Collected data entries:
// ── Backends ────────────────────────────────────────────────────────────────

#[derive(Debug, Clone, Serialize, Deserialize)]
pub struct BackendsConfig {
    /// Backend ids in priority order (first = preferred)
    #[serde(default = "default_fallback_chain")]
    pub fallback_chain: Vec<String>,

    /// Consecutive failures before a circuit opens
    #[serde(default = "default_failure_threshold")]
    pub failure_threshold: u32,

    /// How long an open circuit waits before a half-open probe
    #[serde(default = "default_cooldown_ms")]
    pub cooldown_ms: u64,

    /// Upper bound on a single backend call
    #[serde(default = "default_call_timeout_ms")]
    pub call_timeout_ms: u64,

    /// Rule-table backend definitions
    #[serde(default = "default_rule_tables")]
    pub rule_tables: Vec<RuleTableConfig>,
}

fn default_fallback_chain() -> Vec<String> {
    vec!["primary".into(), "fallback".into()]
}
fn default_failure_threshold() -> u32 {
    3
}
fn default_cooldown_ms() -> u64 {
    30_000
}
fn default_call_timeout_ms() -> u64 {
    2_000
}

fn default_rule_tables() -> Vec<RuleTableConfig> {
    vec![
        RuleTableConfig {
            id: "primary".into(),
            fallback_kind: default_fallback_kind(),
            rules: vec![
                RuleConfig {
                    feature: 0,
                    op: ComparisonOp::Gt,
                    threshold: 0.8,
                    kind: "reel".into(),
                    confidence: 0.9,
                    parameters: serde_json::Map::new(),
                },
                RuleConfig {
                    feature: 1,
                    op: ComparisonOp::Lt,
                    threshold: 0.2,
                    kind: "cast".into(),
                    confidence: 0.75,
                    parameters: serde_json::Map::new(),
                },
            ],
        },
        RuleTableConfig {
            id: "fallback".into(),
            fallback_kind: default_fallback_kind(),
            rules: vec![RuleConfig {
                feature: 0,
                op: ComparisonOp::Ge,
                threshold: 0.5,
                kind: "reel".into(),
                confidence: 0.65,
                parameters: serde_json::Map::new(),
            }],
        },
    ]
}

impl Default for BackendsConfig {
    fn default() -> Self {
        Self {
            fallback_chain: default_fallback_chain(),
            failure_threshold: default_failure_threshold(),
            cooldown_ms: default_cooldown_ms(),
            call_timeout_ms: default_call_timeout_ms(),
            rule_tables: default_rule_tables(),
        }
    }
}

/// A rule-table backend: the first matching rule wins.
#[derive(Debug, Clone, Serialize, Deserialize)]
pub struct RuleTableConfig {
    pub id: String,

    /// Kind proposed (with zero confidence) when no rule matches
    #[serde(default = "default_fallback_kind")]
    pub fallback_kind: String,

    #[serde(default)]
    pub rules: Vec<RuleConfig>,
}

fn default_fallback_kind() -> String {
    "wait".into()
}

/// One row of a rule table: `features[feature] <op> threshold => kind`.
#[derive(Debug, Clone, Serialize, Deserialize)]
pub struct RuleConfig {
    pub feature: usize,
    pub op: ComparisonOp,
    pub threshold: f64,
    pub kind: String,
    pub confidence: f64,
    #[serde(default, skip_serializing_if = "serde_json::Map::is_empty")]
    pub parameters: serde_json::Map<String, serde_json::Value>,
}

#[derive(Debug, Clone, Copy, PartialEq, Eq, Serialize, Deserialize)]
#[serde(rename_all = "lowercase")]
pub enum ComparisonOp {
    Gt,
    Ge,
    Lt,
    Le,
}

impl ComparisonOp {
    pub fn evaluate(self, value: f64, threshold: f64) -> bool {
        match self {
            ComparisonOp::Gt => value > threshold,
            ComparisonOp::Ge => value >= threshold,
            ComparisonOp::Lt => value < threshold,
            ComparisonOp::Le => value <= threshold,
        }
    }
}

What the exercise asks:
For the string "confidence", filter the data and copy out each line where it occurs.

Answer space:
                    confidence: 0.9,
                    confidence: 0.75,
                confidence: 0.65,
    /// Kind proposed (with zero confidence) when no rule matches
    pub confidence: f64,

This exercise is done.